NRW-Justizminister Krumsiek befürwortet das Dialogprojekt und signalisiert der taz gegenüber, daß er sich durchaus eine Erweiterung der Gruppe vorstellen kann. Aber: „Jetzt ist erst einmal die Gruppe um Antje Vollmer am Zuge.“ Der Frage, ob auch RAF-Häftlinge aus anderen Bundesländern an einem solchen Treffen in einem NRW-Gefängnis teilnehmen sollten, weicht er zunächst einmal aus: „Da müssen Sie die Justizminister anderer Länder fragen.“

Welche Länderminister könnten sich darauf einlassen? Hartnäckiges Nachfragen bei verschiedenen Justizministerien fördert lediglich „Nachdenklichkeit in Sachen Dialog“ zu Tage. „Überprüfungen“ von Haftverhältnissen gibt es zur Zeit offenbar in mehreren Bundesländern. Etwa in Berlin und Schleswig-Holstein. Bemerkenswert ist dabei vor allem ein Satz aus dem neuen Kieler Justizministerium: In die Überprüfung der Haftbedingungen werde eine Bewertung des Dialogprojekts und damit wohl auch die Frage einer möglichen Beteiligung einfließen.

Der Realismus, mit dem die RAF-Gefangenen selbst die Bedingungen für ein erstes Treffen formulieren, besticht durchaus: ohne öffentlichen Wirbel, ohne Tagesordnung, ohne Konferenzsituation und als zweitägige Begegnung mit mehreren Unterbrechungen.
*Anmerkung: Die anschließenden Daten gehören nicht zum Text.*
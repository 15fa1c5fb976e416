//! Tailmux - headless multi-source log tailer over SSH
//!
//! # Usage
//!
//! ```bash
//! # Show the configured sources
//! tailmux --config tailmux.toml list
//!
//! # Stream one source to stdout (engine logs go to stderr)
//! tailmux --config tailmux.toml tail api-prod
//!
//! # Stream every configured source
//! tailmux --config tailmux.toml tail
//! ```

mod cmd;

use anyhow::Result;
use clap::{Parser, Subcommand};
use tracing_subscriber::{fmt, prelude::*, EnvFilter};

use tailmux_config::{Config, LogFormat};

/// Headless multi-source log tailer over SSH
#[derive(Parser, Debug)]
#[command(name = "tailmux")]
#[command(version, about, long_about = None)]
struct Cli {
    #[command(subcommand)]
    command: Option<Command>,

    /// Path to configuration file
    #[arg(short, long, default_value = "tailmux.toml", global = true)]
    config: std::path::PathBuf,

    /// Log level override (trace, debug, info, warn, error)
    #[arg(short, long, global = true)]
    log_level: Option<String>,
}

#[derive(Subcommand, Debug)]
enum Command {
    /// Print the configured sources
    List,

    /// Follow sources and stream their bytes to stdout
    Tail(cmd::tail::TailArgs),
}

#[tokio::main]
async fn main() -> Result<()> {
    let cli = Cli::parse();
    let config = Config::from_file(&cli.config)?;
    init_logging(&config, cli.log_level.as_deref())?;

    match cli.command {
        Some(Command::List) => cmd::list::run(&config),
        Some(Command::Tail(args)) => cmd::tail::run(config, args).await,
        // No subcommand: tail everything
        None => cmd::tail::run(config, cmd::tail::TailArgs::default()).await,
    }
}

/// Initialize the tracing subscriber
///
/// Everything goes to stderr; stdout is reserved for the tailed bytes.
fn init_logging(config: &Config, override_level: Option<&str>) -> Result<()> {
    let directive = override_level.unwrap_or_else(|| config.log.level.as_str());
    let filter = EnvFilter::try_new(directive)
        .or_else(|_| EnvFilter::try_new("info"))
        .map_err(|e| anyhow::anyhow!("invalid log level: {}", e))?;

    match config.log.format {
        LogFormat::Console => {
            tracing_subscriber::registry()
                .with(fmt::layer().with_target(true).with_writer(std::io::stderr))
                .with(filter)
                .init();
        }
        LogFormat::Json => {
            tracing_subscriber::registry()
                .with(fmt::layer().json().with_writer(std::io::stderr))
                .with(filter)
                .init();
        }
    }

    Ok(())
}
Fragt man ehemalige RAFler, die selbst lange genug im Knast waren, so sehen sie es ähnlich: „Man sollte nicht sagen die RAF hat recht, aber man sollte ihre Forderung unterstützen, damit es zur größtmöglichen Realitätsüberprüfung kommt“, meint Astrid Proll. Christof Wackernagel kann ihr da nur beipflichten: „Wenn die 22 sagen, wir wollen reden, dann ist der Vorschlag akzeptiert.“ Die eigentlichen Schwierigkeiten des Projekts begännen sowieso erst, wenn man tatsächlich zusammensitzen würde. Christof Wackernagel: „Dialog kann dabei nicht einseitige Abrüstung heißen. Die Initiatoren um Käsemann, Walser und Vollmer müßten auch die Argumente der RAF erstmal hören, sie bedenken.“ Bei der Vorstellung wird ihm ganz anders: „Meine Güte, was wird denn dabei 'rauskommen, wenn die 22 mit noch zehn weiteren reden.“

Die drei Erklärungen aus dem Gefängnis bieten Stoff für jede Menge Diskussion. Zieht man die RAF-übliche Rechthaberei einmal ab, dann könnte die Debatte schon spannend werden, wenn Antje Vollmer und Martin Walser auf die Erklärungen aus dem Knast antworten. Entzünden könnte sich die Debatte etwa an der Frage, ob die Wirklichkeit sich global tatsächlich so veränderte, wie die Dialoginitiatoren in ihrem Brief vom vergangenen Herbst geschrieben hatten. Ob es tatsächlich stimmt, daß die Diktaturen überall auf dem Rückzug, die Friedensbewegungen in der ganzen Welt mit Erfolg gesegnet sind. Für Adelheid Schulz ist dieses Bild „gemalt von merkwürdigen Vorstadtgartenbewohnern“.